**Collected data**
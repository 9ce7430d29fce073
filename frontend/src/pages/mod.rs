pub mod landing;
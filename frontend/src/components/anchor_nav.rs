/// The element id an in-page link points at, or `None` for links that
/// should navigate normally. `"#"` yields an empty id, which matches nothing.
pub fn anchor_id(href: &str) -> Option<&str> {
    href.strip_prefix('#')
}

/// Document offset to scroll to so the target sits just under the fixed navbar.
pub fn scroll_target(element_top: f64, scroll_y: f64, navbar_height: f64) -> f64 {
    element_top + scroll_y - navbar_height
}

#[cfg(test)]
mod tests {
    use super::*;

    #[test]
    fn hash_links_are_in_page() {
        assert_eq!(anchor_id("#gallery"), Some("gallery"));
        assert_eq!(anchor_id("#"), Some(""));
    }

    #[test]
    fn other_links_navigate_normally() {
        assert_eq!(anchor_id("https://example.com/#gallery"), None);
        assert_eq!(anchor_id("contact.html"), None);
        assert_eq!(anchor_id(""), None);
    }

    #[test]
    fn target_accounts_for_navbar() {
        // Element 400px below the viewport top, page already scrolled 250px.
        assert_eq!(scroll_target(400.0, 250.0, 72.0), 578.0);
        assert_eq!(scroll_target(-100.0, 600.0, 72.0), 428.0);
    }
}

**Task description**
Print every entry exactly.

**Solution to the problem**
repository 9ce7430d29fce073
filename frontend/src/pages/mod.rs
pub mod landing;
filename frontend/src/components/anchor_nav.rs
/// The element id an in-page link points at, or `None` for links that
/// should navigate normally. `"#"` yields an empty id, which matches nothing.
pub fn anchor_id(href: &str) -> Option<&str> {
    href.strip_prefix('#')
}

/// Document offset to scroll to so the target sits just under the fixed navbar.
pub fn scroll_target(element_top: f64, scroll_y: f64, navbar_height: f64) -> f64 {
    element_top + scroll_y - navbar_height
}

#[cfg(test)]
mod tests {
    use super::*;

    #[test]
    fn hash_links_are_in_page() {
        assert_eq!(anchor_id("#gallery"), Some("gallery"));
        assert_eq!(anchor_id("#"), Some(""));
    }

    #[test]
    fn other_links_navigate_normally() {
        assert_eq!(anchor_id("https://example.com/#gallery"), None);
        assert_eq!(anchor_id("contact.html"), None);
        assert_eq!(anchor_id(""), None);
    }

    #[test]
    fn target_accounts_for_navbar() {
        // Element 400px below the viewport top, page already scrolled 250px.
        assert_eq!(scroll_target(400.0, 250.0, 72.0), 578.0);
        assert_eq!(scroll_target(-100.0, 600.0, 72.0), 428.0);
    }
}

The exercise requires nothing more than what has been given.